Stored data -

•••

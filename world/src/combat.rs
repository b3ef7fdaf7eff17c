//! Enemy activation, damage, death and despawn.

use deepfield_core::{
    glam::Vec2, Enemy, EnemyId, Event, Portal, PortalDestination, Rank, SpawnId, SpawnState,
    TrackedCollection,
};

use crate::World;

const PICKUP_TTL: f32 = 20.0;
const PICKUP_VALUE: f32 = 0.1;
const VICTORY_PORTAL_RADIUS: f32 = 90.0;

impl World {
    /// Instantiates a live enemy for an inactive, unkilled descriptor.
    pub(crate) fn activate_spawn(&mut self, spawn: SpawnId, out: &mut Vec<Event>) {
        let Some(zone) = self.zone.as_mut() else {
            return;
        };
        let Some(descriptor) = zone.spawn_mut(spawn) else {
            return;
        };
        if !descriptor.can_activate() {
            return;
        }

        let id = EnemyId::new(self.next_enemy_id);
        self.next_enemy_id = self.next_enemy_id.wrapping_add(1);
        let enemy = self
            .behavior
            .instantiate(descriptor, id, &self.config.tuning.behavior);
        descriptor.state.active = true;
        descriptor.state.entity = Some(id);

        tracing::debug!(spawn = spawn.get(), enemy = id.get(), kind = ?enemy.kind, "enemy activated");
        out.push(Event::EnemySpawned {
            enemy: id,
            spawn,
            kind: enemy.kind,
            rank: enemy.rank,
            position: enemy.position,
        });
        if let Some(run) = self.run.as_mut() {
            run.zone_stats.spawned += 1;
        }
        self.enemies.push(enemy);
    }

    pub(crate) fn damage_enemy(&mut self, id: EnemyId, amount: f32, out: &mut Vec<Event>) {
        if !amount.is_finite() || amount <= 0.0 {
            return;
        }
        let Some(index) = self.enemy_index(id) else {
            return;
        };
        let enemy = &mut self.enemies[index];
        let dealt = amount.min(enemy.hp.max(0.0));
        enemy.hp -= amount;
        let remaining = enemy.hp.max(0.0);
        if let Some(run) = self.run.as_mut() {
            run.zone_stats.damage_dealt += dealt;
        }

        if remaining <= 0.0 {
            self.kill_enemy(id, out);
        } else {
            out.push(Event::EnemyDamaged {
                enemy: id,
                amount,
                remaining,
            });
        }
    }

    /// Removes a dead enemy. Its descriptor never activates again.
    pub(crate) fn kill_enemy(&mut self, id: EnemyId, out: &mut Vec<Event>) {
        let Some(index) = self.enemy_index(id) else {
            return;
        };
        let enemy = self.enemies.remove(index);
        if let (Some(zone), Some(spawn)) = (self.zone.as_mut(), enemy.spawn) {
            if let Some(descriptor) = zone.spawn_mut(spawn) {
                descriptor.state = SpawnState {
                    active: false,
                    killed: true,
                    entity: None,
                };
            }
        }
        let _ = self.bodies.spawn(
            TrackedCollection::Pickups,
            enemy.position,
            Vec2::ZERO,
            PICKUP_TTL,
            0.0,
            enemy.max_hp * PICKUP_VALUE,
        );
        if let Some(run) = self.run.as_mut() {
            run.zone_stats.killed += 1;
            run.run_stats.kills += 1;
        }
        out.push(Event::EnemyKilled {
            enemy: id,
            spawn: enemy.spawn,
            kind: enemy.kind,
            rank: enemy.rank,
            position: enemy.position,
        });

        if enemy.rank == Rank::Boss {
            self.open_victory_portal(&enemy, out);
        }
    }

    fn open_victory_portal(&mut self, boss: &Enemy, out: &mut Vec<Event>) {
        let Some(zone) = self.zone.as_mut() else {
            return;
        };
        let portal = zone.center();
        zone.portals.push(Portal {
            position: portal,
            radius: VICTORY_PORTAL_RADIUS,
            destination: PortalDestination::NextZone,
        });
        if let Some(run) = self.run.as_mut() {
            run.run_stats.bosses_defeated += 1;
        }
        tracing::info!(kind = ?boss.kind, "boss defeated");
        out.push(Event::BossDefeated {
            kind: boss.kind,
            portal,
        });
    }

    /// Removes a live enemy without killing it. Its descriptor may activate again.
    pub(crate) fn despawn_enemy(&mut self, id: EnemyId, out: &mut Vec<Event>) -> bool {
        let Some(index) = self.enemy_index(id) else {
            return false;
        };
        let enemy = self.enemies.remove(index);
        self.release(&enemy, out);
        true
    }

    /// Despawns up to `count` of the oldest live enemies.
    pub(crate) fn trim_oldest_enemies(&mut self, count: usize, out: &mut Vec<Event>) -> usize {
        let count = count.min(self.enemies.len());
        let trimmed: Vec<Enemy> = self.enemies.drain(..count).collect();
        for enemy in &trimmed {
            self.release(enemy, out);
        }
        count
    }

    fn release(&mut self, enemy: &Enemy, out: &mut Vec<Event>) {
        if let (Some(zone), Some(spawn)) = (self.zone.as_mut(), enemy.spawn) {
            if let Some(descriptor) = zone.spawn_mut(spawn) {
                descriptor.state.active = false;
                descriptor.state.entity = None;
            }
        }
        if let Some(run) = self.run.as_mut() {
            run.zone_stats.despawned += 1;
        }
        tracing::debug!(enemy = enemy.id.get(), "enemy despawned");
        out.push(Event::EnemyDespawned {
            enemy: enemy.id,
            spawn: enemy.spawn,
        });
    }
}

•••

HOW TO COMPLETE THIS TASK -
Filter the records down to the lines containing the word "const", and copy those.

TASK SOLUTION -
const PICKUP_TTL: f32 = 20.0;
const PICKUP_VALUE: f32 = 0.1;
const VICTORY_PORTAL_RADIUS: f32 = 90.0;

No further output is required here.